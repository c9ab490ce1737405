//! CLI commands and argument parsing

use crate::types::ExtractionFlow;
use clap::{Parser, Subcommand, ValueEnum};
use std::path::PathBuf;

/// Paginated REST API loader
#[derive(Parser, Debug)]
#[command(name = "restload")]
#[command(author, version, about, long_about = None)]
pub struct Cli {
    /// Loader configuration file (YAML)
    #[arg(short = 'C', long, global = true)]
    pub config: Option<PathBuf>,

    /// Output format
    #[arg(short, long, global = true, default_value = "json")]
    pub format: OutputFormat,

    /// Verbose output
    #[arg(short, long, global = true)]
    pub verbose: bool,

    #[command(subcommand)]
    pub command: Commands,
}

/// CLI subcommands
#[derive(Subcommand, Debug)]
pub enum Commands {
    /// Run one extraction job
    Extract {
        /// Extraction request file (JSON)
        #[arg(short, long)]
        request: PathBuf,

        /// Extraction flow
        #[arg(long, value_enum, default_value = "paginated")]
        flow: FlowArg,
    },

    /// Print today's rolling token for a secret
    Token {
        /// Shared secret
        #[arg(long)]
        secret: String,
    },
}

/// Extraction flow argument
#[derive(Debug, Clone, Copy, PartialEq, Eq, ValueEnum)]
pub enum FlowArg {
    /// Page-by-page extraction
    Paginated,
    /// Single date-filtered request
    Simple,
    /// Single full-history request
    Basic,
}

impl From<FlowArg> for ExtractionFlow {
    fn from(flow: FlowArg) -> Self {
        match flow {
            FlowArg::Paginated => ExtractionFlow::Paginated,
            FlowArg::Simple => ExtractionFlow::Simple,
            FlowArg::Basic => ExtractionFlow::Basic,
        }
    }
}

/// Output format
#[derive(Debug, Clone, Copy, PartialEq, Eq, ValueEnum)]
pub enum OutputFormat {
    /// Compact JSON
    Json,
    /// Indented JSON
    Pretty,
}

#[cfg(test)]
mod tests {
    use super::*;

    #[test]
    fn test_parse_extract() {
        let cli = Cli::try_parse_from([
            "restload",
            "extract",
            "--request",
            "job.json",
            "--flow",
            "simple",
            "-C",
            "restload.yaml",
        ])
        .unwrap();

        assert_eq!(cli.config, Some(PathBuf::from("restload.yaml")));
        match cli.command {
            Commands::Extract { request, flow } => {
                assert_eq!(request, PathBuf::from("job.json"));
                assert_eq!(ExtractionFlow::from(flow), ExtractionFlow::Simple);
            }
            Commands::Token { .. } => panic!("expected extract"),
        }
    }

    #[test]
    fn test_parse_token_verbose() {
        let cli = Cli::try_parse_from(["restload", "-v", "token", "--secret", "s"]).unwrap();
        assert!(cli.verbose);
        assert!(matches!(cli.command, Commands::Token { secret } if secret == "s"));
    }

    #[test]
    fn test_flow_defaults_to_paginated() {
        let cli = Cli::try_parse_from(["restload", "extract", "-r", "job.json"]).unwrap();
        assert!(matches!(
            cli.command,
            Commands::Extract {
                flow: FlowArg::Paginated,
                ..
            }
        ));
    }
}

...

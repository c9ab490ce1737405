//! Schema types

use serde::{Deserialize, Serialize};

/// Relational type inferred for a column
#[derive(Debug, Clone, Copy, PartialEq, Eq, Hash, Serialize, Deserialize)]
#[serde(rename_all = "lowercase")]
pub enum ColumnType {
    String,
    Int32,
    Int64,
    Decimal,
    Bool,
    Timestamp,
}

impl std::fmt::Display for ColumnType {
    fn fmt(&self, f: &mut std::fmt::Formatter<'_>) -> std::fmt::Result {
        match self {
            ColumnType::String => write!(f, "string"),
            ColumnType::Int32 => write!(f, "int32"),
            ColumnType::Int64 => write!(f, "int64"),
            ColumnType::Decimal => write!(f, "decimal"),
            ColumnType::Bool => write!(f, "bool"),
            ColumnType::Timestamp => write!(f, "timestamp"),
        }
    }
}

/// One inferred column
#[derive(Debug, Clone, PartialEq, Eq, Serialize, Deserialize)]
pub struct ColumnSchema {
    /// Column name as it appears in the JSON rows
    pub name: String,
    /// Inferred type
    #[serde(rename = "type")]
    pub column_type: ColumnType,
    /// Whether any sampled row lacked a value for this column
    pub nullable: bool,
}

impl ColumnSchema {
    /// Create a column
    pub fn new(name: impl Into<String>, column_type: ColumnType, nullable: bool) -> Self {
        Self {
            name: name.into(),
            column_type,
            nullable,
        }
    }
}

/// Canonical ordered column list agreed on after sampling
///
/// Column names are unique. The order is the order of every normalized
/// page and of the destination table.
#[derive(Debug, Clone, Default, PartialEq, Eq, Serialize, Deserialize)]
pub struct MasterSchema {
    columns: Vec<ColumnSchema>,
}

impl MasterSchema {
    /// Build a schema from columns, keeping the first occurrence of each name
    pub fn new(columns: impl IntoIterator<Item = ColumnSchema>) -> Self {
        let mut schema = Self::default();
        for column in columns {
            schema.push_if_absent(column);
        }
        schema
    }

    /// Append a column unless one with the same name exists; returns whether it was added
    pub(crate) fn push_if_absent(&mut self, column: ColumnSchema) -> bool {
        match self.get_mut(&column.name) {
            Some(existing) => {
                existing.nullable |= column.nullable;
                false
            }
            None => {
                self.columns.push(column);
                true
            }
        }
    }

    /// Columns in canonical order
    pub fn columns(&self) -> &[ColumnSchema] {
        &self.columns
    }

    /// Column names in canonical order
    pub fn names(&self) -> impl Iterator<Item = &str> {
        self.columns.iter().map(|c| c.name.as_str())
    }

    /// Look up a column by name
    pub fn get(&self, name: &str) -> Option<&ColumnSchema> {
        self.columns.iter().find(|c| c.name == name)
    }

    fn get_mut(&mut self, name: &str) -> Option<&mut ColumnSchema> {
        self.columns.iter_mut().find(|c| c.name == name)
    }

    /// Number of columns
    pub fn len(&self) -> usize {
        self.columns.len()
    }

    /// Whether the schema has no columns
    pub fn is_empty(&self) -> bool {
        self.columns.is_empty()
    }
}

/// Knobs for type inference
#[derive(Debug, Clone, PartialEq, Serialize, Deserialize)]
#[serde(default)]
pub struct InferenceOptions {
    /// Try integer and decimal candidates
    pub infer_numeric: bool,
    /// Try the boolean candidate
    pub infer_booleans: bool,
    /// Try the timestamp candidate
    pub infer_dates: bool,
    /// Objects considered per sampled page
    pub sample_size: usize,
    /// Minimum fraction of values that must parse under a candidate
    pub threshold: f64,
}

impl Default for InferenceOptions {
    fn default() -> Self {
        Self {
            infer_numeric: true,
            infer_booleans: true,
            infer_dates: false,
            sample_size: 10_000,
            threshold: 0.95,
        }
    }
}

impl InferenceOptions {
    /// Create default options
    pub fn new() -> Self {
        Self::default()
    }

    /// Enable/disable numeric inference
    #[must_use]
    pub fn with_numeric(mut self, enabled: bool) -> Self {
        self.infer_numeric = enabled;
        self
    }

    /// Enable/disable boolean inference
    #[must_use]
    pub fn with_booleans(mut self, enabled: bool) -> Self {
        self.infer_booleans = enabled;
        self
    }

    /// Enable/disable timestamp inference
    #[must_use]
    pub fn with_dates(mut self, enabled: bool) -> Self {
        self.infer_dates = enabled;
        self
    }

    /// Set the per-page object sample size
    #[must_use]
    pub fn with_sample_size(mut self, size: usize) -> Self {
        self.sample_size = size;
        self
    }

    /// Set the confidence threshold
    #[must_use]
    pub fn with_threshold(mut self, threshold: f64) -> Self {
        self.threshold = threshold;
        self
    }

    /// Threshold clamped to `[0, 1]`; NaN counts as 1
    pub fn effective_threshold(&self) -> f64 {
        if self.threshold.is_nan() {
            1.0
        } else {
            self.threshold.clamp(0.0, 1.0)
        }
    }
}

- [TASK DESCRIPTION]
Check every line above for the string "derive", and copy the ones that have it.

- [ANSWER SPACE]
#[derive(Parser, Debug)]
#[derive(Subcommand, Debug)]
#[derive(Debug, Clone, Copy, PartialEq, Eq, ValueEnum)]
#[derive(Debug, Clone, Copy, PartialEq, Eq, ValueEnum)]
#[derive(Debug, Clone, Copy, PartialEq, Eq, Hash, Serialize, Deserialize)]
#[derive(Debug, Clone, PartialEq, Eq, Serialize, Deserialize)]
#[derive(Debug, Clone, Default, PartialEq, Eq, Serialize, Deserialize)]
#[derive(Debug, Clone, PartialEq, Serialize, Deserialize)]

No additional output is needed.